You losertarians are a fucking hoot. You calim to love small government and personal freedom, and you live in a country with the biggest fucking government-rin prison system outside of China. You have the worst health care system in the western world and the health care outcomes to prove. You are so fucked that you have raised the whole idea of being fucked to cosmic levels. You haven`t got a fucking clue about anything, and you`re so eager to share your stupid ideology with others. I mean, fuck!
Welp, you convinced me. Obviously I should surrender my rights and income to progressives because they know everything and only have my best interest in mind.
I mean, fuck!
libertarians are obviously responsible for the state of the prison system in this country. wait...no, no we are not. the rest of what you wrote was expletive filled nonsense. i love me some expletives but only when they are woven into coherent speech. you keep coming and reading so some part of you is interested. perhaps you just lack the mental capacity to understand these points of view...or probably any points of view for that matter.
Edward is getting more apoplectic by the day. I actually laugh out loud when I read his rants. This is great stuff.

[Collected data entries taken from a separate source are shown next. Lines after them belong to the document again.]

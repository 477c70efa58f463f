use super::metrics::Metrics;
use crate::domain::errors::ServiceError;
use crate::domain::prediction::PredictionResponse;
use std::time::Instant;

/// Times one /predict call and records its outcome when finished.
///
/// Latency is observed on drop, so early returns are still counted.
pub struct PredictionTimer<'a> {
    start: Instant,
    metrics: &'a Metrics,
}

impl<'a> PredictionTimer<'a> {
    pub fn start(metrics: &'a Metrics) -> Self {
        Self {
            start: Instant::now(),
            metrics,
        }
    }

    /// Record the outcome counters for a finished prediction
    pub fn record(&self, result: &Result<PredictionResponse, ServiceError>) {
        match result {
            Ok(response) => {
                self.metrics.inc_outcome("success");
                self.metrics.inc_confidence(response.confidence);
            }
            Err(e) => self.record_outcome(e.outcome()),
        }
    }

    /// Record a failure that happened before the request reached the service
    pub fn record_outcome(&self, outcome: &str) {
        self.metrics.inc_outcome(outcome);
    }
}

impl Drop for PredictionTimer<'_> {
    fn drop(&mut self) {
        self.metrics
            .prediction_latency_seconds
            .observe(self.start.elapsed().as_secs_f64());
    }
}
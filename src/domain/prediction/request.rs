use serde::{Deserialize, Serialize};

/// Wire names of the request fields, also used to label validation errors.
pub mod fields {
    pub const PRIMARY_USD: &str = "primary_expenditure_usd";
    pub const SECONDARY_USD: &str = "secondary_expenditure_usd";
    pub const TERTIARY_USD: &str = "tertiary_expenditure_usd";
    pub const PRIMARY_GDP: &str = "primary_expenditure_gdp";
    pub const SECONDARY_GDP: &str = "secondary_expenditure_gdp";
    pub const TERTIARY_GDP: &str = "tertiary_expenditure_gdp";
    pub const YEAR: &str = "year";
}

/// Closed interval for expenditure in US$ (millions)
pub const USD_BOUNDS: (f64, f64) = (0.0, 100_000.0);
/// Closed interval for expenditure as a percentage of GDP
pub const GDP_BOUNDS: (f64, f64) = (0.0, 20.0);
/// Closed interval for the data year
pub const YEAR_BOUNDS: (i32, i32) = (2010, 2030);

/// Prediction request as received from the client.
///
/// Every field is accepted as a JSON number so that range and integrality
/// checks can report field-level errors instead of a generic decode failure.
#[derive(Debug, Clone, Copy, PartialEq, Serialize, Deserialize)]
pub struct PredictionRequest {
    pub primary_expenditure_usd: f64,
    pub secondary_expenditure_usd: f64,
    pub tertiary_expenditure_usd: f64,
    pub primary_expenditure_gdp: f64,
    pub secondary_expenditure_gdp: f64,
    pub tertiary_expenditure_gdp: f64,
    pub year: f64,
}

/// A request that passed validation. Only the request validator can build one.
#[derive(Debug, Clone, Copy, PartialEq)]
pub struct ValidatedRequest {
    primary_usd: f64,
    secondary_usd: f64,
    tertiary_usd: f64,
    primary_gdp: f64,
    secondary_gdp: f64,
    tertiary_gdp: f64,
    year: i32,
}

impl ValidatedRequest {
    pub(crate) fn new(raw: &PredictionRequest, year: i32) -> Self {
        Self {
            primary_usd: raw.primary_expenditure_usd,
            secondary_usd: raw.secondary_expenditure_usd,
            tertiary_usd: raw.tertiary_expenditure_usd,
            primary_gdp: raw.primary_expenditure_gdp,
            secondary_gdp: raw.secondary_expenditure_gdp,
            tertiary_gdp: raw.tertiary_expenditure_gdp,
            year,
        }
    }

    pub fn primary_usd(&self) -> f64 {
        self.primary_usd
    }

    pub fn secondary_usd(&self) -> f64 {
        self.secondary_usd
    }

    pub fn tertiary_usd(&self) -> f64 {
        self.tertiary_usd
    }

    pub fn primary_gdp(&self) -> f64 {
        self.primary_gdp
    }

    pub fn secondary_gdp(&self) -> f64 {
        self.secondary_gdp
    }

    pub fn tertiary_gdp(&self) -> f64 {
        self.tertiary_gdp
    }

    pub fn year(&self) -> i32 {
        self.year
    }

    /// Sum of the three raw US$ expenditure fields
    pub fn total_expenditure(&self) -> f64 {
        self.primary_usd + self.secondary_usd + self.tertiary_usd
    }

    /// Sum of the three raw GDP-percentage fields
    pub fn total_gdp_percentage(&self) -> f64 {
        self.primary_gdp + self.secondary_gdp + self.tertiary_gdp
    }
}
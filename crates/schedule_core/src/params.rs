//! Tournament parameters and the per-round quantities derived from them.

use serde::{Deserialize, Serialize};
use thiserror::Error;

use crate::types::PlayerId;

/// Shape of the tournament being scheduled.
///
/// All fields are fixed for the lifetime of a search; the derived values
/// (`breaks_per_round`, `teams_per_round`) are computed once per schedule
/// and stay constant across rounds.
#[derive(Debug, Clone, Copy, PartialEq, Eq, Serialize, Deserialize)]
pub struct ScheduleParams {
    /// Courts available per round; each court hosts one match.
    pub courts: u32,
    /// How many rounds each player should sit out over the whole tournament.
    pub breaks_per_player: u32,
    /// Roster size; players are identified as `1..=player_count`.
    pub player_count: u32,
    /// Number of rounds to schedule.
    pub rounds: u32,
    /// Players per team (2 for a doubles format).
    pub team_size: u32,
}

/// Rejected parameter combinations. These are caller misuse, not runtime
/// conditions: a running search never produces them.
#[derive(Debug, Clone, PartialEq, Eq, Error)]
pub enum ParamsError {
    #[error("at least one court is required")]
    NoCourts,
    #[error("at least one round is required")]
    NoRounds,
    #[error("team size must be at least 1")]
    ZeroTeamSize,
    #[error("{player_count} players cannot field two teams of {team_size}")]
    TooFewPlayers { player_count: u32, team_size: u32 },
    #[error("at least one trial is required")]
    NoTrials,
}

impl ScheduleParams {
    pub fn validate(&self) -> Result<(), ParamsError> {
        if self.courts == 0 {
            return Err(ParamsError::NoCourts);
        }
        if self.rounds == 0 {
            return Err(ParamsError::NoRounds);
        }
        if self.team_size == 0 {
            return Err(ParamsError::ZeroTeamSize);
        }
        if self.player_count < self.team_size * 2 {
            return Err(ParamsError::TooFewPlayers {
                player_count: self.player_count,
                team_size: self.team_size,
            });
        }
        Ok(())
    }

    /// The full roster in ascending id order.
    pub fn players(&self) -> impl Iterator<Item = PlayerId> {
        1..=self.player_count
    }

    /// How many players sit out each round so that everyone reaches the
    /// tournament-wide rest target: `ceil(player_count * breaks / rounds)`.
    pub fn breaks_per_round(&self) -> u32 {
        (self.player_count * self.breaks_per_player).div_ceil(self.rounds)
    }

    /// Team count target for one round.
    ///
    /// Capped by court capacity (two teams per court) and by how many full
    /// teams the non-resting players can field; forced even because teams
    /// must pair up into matches.
    pub fn teams_per_round(&self) -> u32 {
        let by_courts = 2 * self.courts;
        let mut by_players =
            self.player_count.saturating_sub(self.breaks_per_round()) / self.team_size;
        if by_players % 2 == 1 {
            by_players -= 1;
        }
        by_courts.min(by_players)
    }
}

Whoa, I had no idea libertarians had been running the country for the last century. Thanks for opening my eyes, Max. Fuck, we've really fucked the country up.
Also, as fucked as our health care system is, you would have to be (literally) stupid to say the US has the worst health care system in the world.
Worst, best, don't bother me with your bourgeois superlativism.
What's really funny is to attack libertarians for a large prison population in the U.S. If you were to ask a person with brain damage what a libertarian was, almost certainly the answer would be (not in these words) "A person who opposes criminalizing consensual crimes." In other words, a libertarian government would immediately free anyone in prison for most, if not all, consensual crimes. Bet that's at least half of our prison population right there.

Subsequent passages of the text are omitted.